Doxorubicin remains one of the most effective chemotherapeutic agents for the treatment of a wide range of solid tumors and hematological malignancies. However, its clinical use is limited by dose-dependent cardiotoxicity, which may manifest as subclinical myocardial injury, left ventricular dysfunction, and progression to heart failure. The mechanisms underlying doxorubicin-induced cardiotoxicity are multifactorial, with oxidative stress recognized as a central pathway contributing to reactive oxygen species (ROS) generation, mitochondrial dysfunction, and cardiomyocyte injury. These effects highlight the need for strategies to reduce cardiovascular complications associated with doxorubicin therapy without compromising anticancer efficacy.
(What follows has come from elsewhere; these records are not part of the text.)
use std::sync::Arc;
use std::time::Duration;

use async_trait::async_trait;
use reqwest::{RequestBuilder, Response};
use serde::de::DeserializeOwned;
use serde::{Deserialize, Serialize};

use super::models::{NewProject, Project, User};
use super::token::TokenStore;
use crate::errors::ApiError;

// ── Wire types ────────────────────────────────────────────────────────

#[derive(Debug, Serialize)]
pub struct LoginRequest<'a> {
    pub email: &'a str,
    pub password: &'a str,
}

#[derive(Debug, Serialize)]
pub struct SignupRequest<'a> {
    pub name: &'a str,
    pub email: &'a str,
    pub password: &'a str,
}

#[derive(Debug, Clone, Deserialize)]
pub struct AuthResponse {
    pub user: User,
    pub token: String,
}

/// Project endpoints answer `{"project": {...}}`; tolerate a bare project too.
#[derive(Deserialize)]
#[serde(untagged)]
enum ProjectBody {
    Wrapped { project: Project },
    Bare(Project),
}

impl ProjectBody {
    fn into_project(self) -> Project {
        match self {
            ProjectBody::Wrapped { project } | ProjectBody::Bare(project) => project,
        }
    }
}

#[derive(Deserialize)]
struct ErrorBody {
    #[serde(default)]
    message: Option<String>,
}

// ── Trait ─────────────────────────────────────────────────────────────

/// Contract of the remote REST backend.
///
/// Everything except `login`/`signup` is authenticated. Implementations
/// make a single attempt per call; retries are the caller's decision.
#[async_trait]
pub trait RemoteApi: Send + Sync {
    async fn login(&self, email: &str, password: &str) -> Result<AuthResponse, ApiError>;

    async fn signup(&self, name: &str, email: &str, password: &str)
    -> Result<AuthResponse, ApiError>;

    async fn fetch_current_user(&self) -> Result<User, ApiError>;

    async fn fetch_user(&self, id: &str) -> Result<User, ApiError>;

    async fn fetch_users(&self) -> Result<Vec<User>, ApiError>;

    async fn fetch_projects(&self) -> Result<Vec<Project>, ApiError>;

    async fn create_project(&self, project: NewProject) -> Result<Project, ApiError>;

    async fn update_project(&self, project: &Project) -> Result<Project, ApiError>;

    async fn delete_project(&self, id: &str) -> Result<(), ApiError>;
}

// ── HTTP implementation ───────────────────────────────────────────────

pub struct HttpApiClient {
    client: reqwest::Client,
    base_url: String,
    tokens: Arc<dyn TokenStore>,
}

impl HttpApiClient {
    pub fn new(
        base_url: &str,
        timeout: Duration,
        tokens: Arc<dyn TokenStore>,
    ) -> Result<Self, ApiError> {
        let parsed = reqwest::Url::parse(base_url)
            .map_err(|_| ApiError::InvalidBaseUrl(base_url.to_string()))?;
        if !matches!(parsed.scheme(), "http" | "https") {
            return Err(ApiError::InvalidBaseUrl(base_url.to_string()));
        }
        let client = reqwest::Client::builder()
            .timeout(timeout)
            .user_agent(concat!("taskboard/", env!("CARGO_PKG_VERSION")))
            .build()
            .map_err(|source| ApiError::Transport {
                url: base_url.to_string(),
                source,
            })?;
        Ok(Self {
            client,
            base_url: base_url.trim_end_matches('/').to_string(),
            tokens,
        })
    }

    pub fn base_url(&self) -> &str {
        &self.base_url
    }

    fn url(&self, path: &str) -> String {
        format!("{}{}", self.base_url, path)
    }

    /// URL of one resource under `collection`. The id becomes a single
    /// percent-encoded path segment.
    fn resource_url(&self, collection: &str, id: &str) -> Result<String, ApiError> {
        if matches!(id.trim(), "" | "." | "..") {
            return Err(ApiError::InvalidResourceId(id.to_string()));
        }
        let mut url = reqwest::Url::parse(&self.url(collection))
            .map_err(|_| ApiError::InvalidBaseUrl(self.base_url.clone()))?;
        url.path_segments_mut()
            .map_err(|_| ApiError::InvalidBaseUrl(self.base_url.clone()))?
            .pop_if_empty()
            .push(id);
        Ok(url.into())
    }

    /// Attach the persisted bearer token, failing fast when there is none.
    fn authorized(&self, req: RequestBuilder) -> Result<RequestBuilder, ApiError> {
        let token = self.tokens.load()?.ok_or(ApiError::MissingToken)?;
        Ok(req.bearer_auth(token))
    }

    async fn send(&self, req: RequestBuilder, url: &str) -> Result<Response, ApiError> {
        tracing::debug!(url, "sending API request");
        let resp = req.send().await.map_err(|source| ApiError::Transport {
            url: url.to_string(),
            source,
        })?;

        let status = resp.status();
        if status.is_success() {
            return Ok(resp);
        }

        let body = resp.text().await.unwrap_or_default();
        let message = serde_json::from_str::<ErrorBody>(&body)
            .ok()
            .and_then(|b| b.message)
            .filter(|m| !m.trim().is_empty())
            .unwrap_or_else(|| {
                status
                    .canonical_reason()
                    .unwrap_or("request failed")
                    .to_string()
            });
        tracing::debug!(url, status = status.as_u16(), %message, "API request rejected");
        Err(ApiError::Status {
            status: status.as_u16(),
            message,
        })
    }

    async fn send_json<T: DeserializeOwned>(
        &self,
        req: RequestBuilder,
        url: &str,
    ) -> Result<T, ApiError> {
        self.send(req, url)
            .await?
            .json::<T>()
            .await
            .map_err(|source| ApiError::Decode {
                url: url.to_string(),
                source,
            })
    }

    fn project_form(project: NewProject) -> Result<reqwest::multipart::Form, ApiError> {
        let mut form = reqwest::multipart::Form::new().text("name", project.name);
        if let Some(description) = project.description {
            form = form.text("description", description);
        }
        for member_id in project.member_ids {
            form = form.text("member_ids[]", member_id);
        }
        if let Some(image) = project.image {
            let mime = mime_guess::from_path(&image.file_name).first_or_octet_stream();
            if mime.type_() != mime_guess::mime::IMAGE {
                return Err(ApiError::InvalidUpload(format!(
                    "{} is not an image ({})",
                    image.file_name, mime
                )));
            }
            let part = reqwest::multipart::Part::bytes(image.bytes)
                .file_name(image.file_name)
                .mime_str(mime.as_ref())
                .map_err(|e| ApiError::InvalidUpload(e.to_string()))?;
            form = form.part("image", part);
        }
        Ok(form)
    }
}

#[async_trait]
impl RemoteApi for HttpApiClient {
    async fn login(&self, email: &str, password: &str) -> Result<AuthResponse, ApiError> {
        let url = self.url("/api/auth/login");
        let req = self
            .client
            .post(&url)
            .json(&LoginRequest { email, password });
        self.send_json(req, &url).await
    }

    async fn signup(
        &self,
        name: &str,
        email: &str,
        password: &str,
    ) -> Result<AuthResponse, ApiError> {
        let url = self.url("/api/auth/signup");
        let req = self.client.post(&url).json(&SignupRequest {
            name,
            email,
            password,
        });
        self.send_json(req, &url).await
    }

    async fn fetch_current_user(&self) -> Result<User, ApiError> {
        self.fetch_user("me").await
    }

    async fn fetch_user(&self, id: &str) -> Result<User, ApiError> {
        let url = self.resource_url("/api/users", id)?;
        let req = self.authorized(self.client.get(&url))?;
        self.send_json(req, &url).await
    }

    async fn fetch_users(&self) -> Result<Vec<User>, ApiError> {
        let url = self.url("/api/users");
        let req = self.authorized(self.client.get(&url))?;
        self.send_json(req, &url).await
    }

    async fn fetch_projects(&self) -> Result<Vec<Project>, ApiError> {
        let url = self.url("/api/projects");
        let req = self.authorized(self.client.get(&url))?;
        self.send_json(req, &url).await
    }

    async fn create_project(&self, project: NewProject) -> Result<Project, ApiError> {
        let url = self.url("/api/projects");
        let req = self.authorized(self.client.post(&url))?;
        let form = Self::project_form(project)?;
        let body: ProjectBody = self.send_json(req.multipart(form), &url).await?;
        Ok(body.into_project())
    }

    async fn update_project(&self, project: &Project) -> Result<Project, ApiError> {
        let url = self.resource_url("/api/projects", &project.id)?;
        let req = self.authorized(self.client.put(&url))?.json(project);
        let body: ProjectBody = self.send_json(req, &url).await?;
        Ok(body.into_project())
    }

    async fn delete_project(&self, id: &str) -> Result<(), ApiError> {
        let url = self.resource_url("/api/projects", id)?;
        let req = self.authorized(self.client.delete(&url))?;
        self.send(req, &url).await?;
        Ok(())
    }
}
Telmisartan, an angiotensin II type 1 receptor blocker (ARB), has demonstrated pharmacological effects beyond blood pressure control. Preclinical studies suggest that telmisartan may reduce oxidative stress, improve endothelial function, and preserve mitochondrial integrity, partly through modulation of peroxisome proliferator-activated receptor gamma (PPAR-γ) pathways. These effects may contribute to attenuation of cardiac remodeling and myocardial injury. Despite these observations, clinical evidence evaluating telmisartan for the prevention of doxorubicin-induced cardiotoxicity remains limited and inconclusive. Recent in vitro findings also indicate that telmisartan may enhance doxorubicin-induced apoptosis and cytotoxic efficacy in cancer cell lines. These findings raise the possibility that telmisartan could exert both cardioprotective and chemosensitizing effects.

Considering this evidence gap, the present study is designed to investigate the cardioprotective role of telmisartan in patients undergoing doxorubicin-based chemotherapy.